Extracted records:
================================

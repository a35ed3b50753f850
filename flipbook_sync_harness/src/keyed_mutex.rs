// Copyright 2026 the Flipbook Authors
// SPDX-License-Identifier: Apache-2.0 OR MIT

//! A keyed mutex shared between threads.

use std::sync::{Arc, Condvar, Mutex, MutexGuard, PoisonError};
use std::time::Duration;

use flipbook_core::backend::{AcquireStatus, KeyedMutex, SharedHandle};
use flipbook_core::error::{DeviceError, Operation, Status};

use crate::device::Faults;

/// Status returned when the holder went away without releasing.
pub const WAIT_ABANDONED: i32 = 0x80;
/// Status returned for a release without a matching acquire.
pub const DXGI_ERROR_INVALID_CALL: i32 = 0x887A_0001_u32.cast_signed();

#[derive(Clone, Copy, Debug, PartialEq, Eq)]
enum Ownership {
    /// Free for whoever acquires with this key.
    Released(u64),
    /// Held; the holder acquired with this key.
    Held(u64),
    /// The holder went away while holding.
    Abandoned,
}

#[derive(Debug)]
struct KeyedState {
    ownership: Mutex<Ownership>,
    changed: Condvar,
    handle: u64,
}

/// A keyed mutex guarding a shared frame.
///
/// Starts released with key `0`. Clones refer to the same mutex, the way
/// the producer and the session each open the shared frame.
#[derive(Clone, Debug)]
pub struct SoftKeyedMutex {
    state: Arc<KeyedState>,
    faults: Faults,
}

impl SoftKeyedMutex {
    pub(crate) fn new(handle: u64, faults: Faults) -> Self {
        Self {
            state: Arc::new(KeyedState {
                ownership: Mutex::new(Ownership::Released(0)),
                changed: Condvar::new(),
                handle,
            }),
            faults,
        }
    }

    fn ownership(&self) -> MutexGuard<'_, Ownership> {
        self.state
            .ownership
            .lock()
            .unwrap_or_else(PoisonError::into_inner)
    }

    /// Simulates the holder crashing: every later acquire fails.
    pub fn abandon(&self) {
        *self.ownership() = Ownership::Abandoned;
        self.state.changed.notify_all();
    }

    /// Whether someone currently holds the mutex.
    #[must_use]
    pub fn is_held(&self) -> bool {
        matches!(*self.ownership(), Ownership::Held(_))
    }
}

impl KeyedMutex for SoftKeyedMutex {
    fn acquire(&mut self, key: u64, timeout: Duration) -> Result<AcquireStatus, DeviceError> {
        self.faults.check(Operation::AcquireSync)?;
        let guard = self.ownership();
        let (mut guard, _) = self
            .state
            .changed
            .wait_timeout_while(guard, timeout, |ownership| {
                !matches!(ownership, Ownership::Abandoned)
                    && *ownership != Ownership::Released(key)
            })
            .unwrap_or_else(PoisonError::into_inner);
        match *guard {
            Ownership::Abandoned => Err(DeviceError::new(
                Operation::AcquireSync,
                Status::Code(WAIT_ABANDONED),
            )),
            Ownership::Released(released) if released == key => {
                *guard = Ownership::Held(key);
                Ok(AcquireStatus::Acquired)
            }
            _ => Ok(AcquireStatus::TimedOut),
        }
    }

    fn release(&mut self, key: u64) -> Result<(), DeviceError> {
        self.faults.check(Operation::ReleaseSync)?;
        let mut guard = self.ownership();
        if !matches!(*guard, Ownership::Held(_)) {
            return Err(DeviceError::new(
                Operation::ReleaseSync,
                Status::Code(DXGI_ERROR_INVALID_CALL),
            ));
        }
        *guard = Ownership::Released(key);
        self.state.changed.notify_all();
        Ok(())
    }

    fn shared_handle(&self) -> SharedHandle {
        SharedHandle(self.state.handle)
    }
}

================================

- _EXERCISE REQUIREMENTS_: Nothing should be altered. Set down all the data again.

- _EXERCISE OUTPUT_:
repository a35ed3b50753f850
filename flipbook_sync_harness/src/keyed_mutex.rs
// Copyright 2026 the Flipbook Authors
// SPDX-License-Identifier: Apache-2.0 OR MIT

//! A keyed mutex shared between threads.

use std::sync::{Arc, Condvar, Mutex, MutexGuard, PoisonError};
use std::time::Duration;

use flipbook_core::backend::{AcquireStatus, KeyedMutex, SharedHandle};
use flipbook_core::error::{DeviceError, Operation, Status};

use crate::device::Faults;

/// Status returned when the holder went away without releasing.
pub const WAIT_ABANDONED: i32 = 0x80;
/// Status returned for a release without a matching acquire.
pub const DXGI_ERROR_INVALID_CALL: i32 = 0x887A_0001_u32.cast_signed();

#[derive(Clone, Copy, Debug, PartialEq, Eq)]
enum Ownership {
    /// Free for whoever acquires with this key.
    Released(u64),
    /// Held; the holder acquired with this key.
    Held(u64),
    /// The holder went away while holding.
    Abandoned,
}

#[derive(Debug)]
struct KeyedState {
    ownership: Mutex<Ownership>,
    changed: Condvar,
    handle: u64,
}

/// A keyed mutex guarding a shared frame.
///
/// Starts released with key `0`. Clones refer to the same mutex, the way
/// the producer and the session each open the shared frame.
#[derive(Clone, Debug)]
pub struct SoftKeyedMutex {
    state: Arc<KeyedState>,
    faults: Faults,
}

impl SoftKeyedMutex {
    pub(crate) fn new(handle: u64, faults: Faults) -> Self {
        Self {
            state: Arc::new(KeyedState {
                ownership: Mutex::new(Ownership::Released(0)),
                changed: Condvar::new(),
                handle,
            }),
            faults,
        }
    }

    fn ownership(&self) -> MutexGuard<'_, Ownership> {
        self.state
            .ownership
            .lock()
            .unwrap_or_else(PoisonError::into_inner)
    }

    /// Simulates the holder crashing: every later acquire fails.
    pub fn abandon(&self) {
        *self.ownership() = Ownership::Abandoned;
        self.state.changed.notify_all();
    }

    /// Whether someone currently holds the mutex.
    #[must_use]
    pub fn is_held(&self) -> bool {
        matches!(*self.ownership(), Ownership::Held(_))
    }
}

impl KeyedMutex for SoftKeyedMutex {
    fn acquire(&mut self, key: u64, timeout: Duration) -> Result<AcquireStatus, DeviceError> {
        self.faults.check(Operation::AcquireSync)?;
        let guard = self.ownership();
        let (mut guard, _) = self
            .state
            .changed
            .wait_timeout_while(guard, timeout, |ownership| {
                !matches!(ownership, Ownership::Abandoned)
                    && *ownership != Ownership::Released(key)
            })
            .unwrap_or_else(PoisonError::into_inner);
        match *guard {
            Ownership::Abandoned => Err(DeviceError::new(
                Operation::AcquireSync,
                Status::Code(WAIT_ABANDONED),
            )),
            Ownership::Released(released) if released == key => {
                *guard = Ownership::Held(key);
                Ok(AcquireStatus::Acquired)
            }
            _ => Ok(AcquireStatus::TimedOut),
        }
    }

    fn release(&mut self, key: u64) -> Result<(), DeviceError> {
        self.faults.check(Operation::ReleaseSync)?;
        let mut guard = self.ownership();
        if !matches!(*guard, Ownership::Held(_)) {
            return Err(DeviceError::new(
                Operation::ReleaseSync,
                Status::Code(DXGI_ERROR_INVALID_CALL),
            ));
        }
        *guard = Ownership::Released(key);
        self.state.changed.notify_all();
        Ok(())
    }

    fn shared_handle(&self) -> SharedHandle {
        SharedHandle(self.state.handle)
    }
}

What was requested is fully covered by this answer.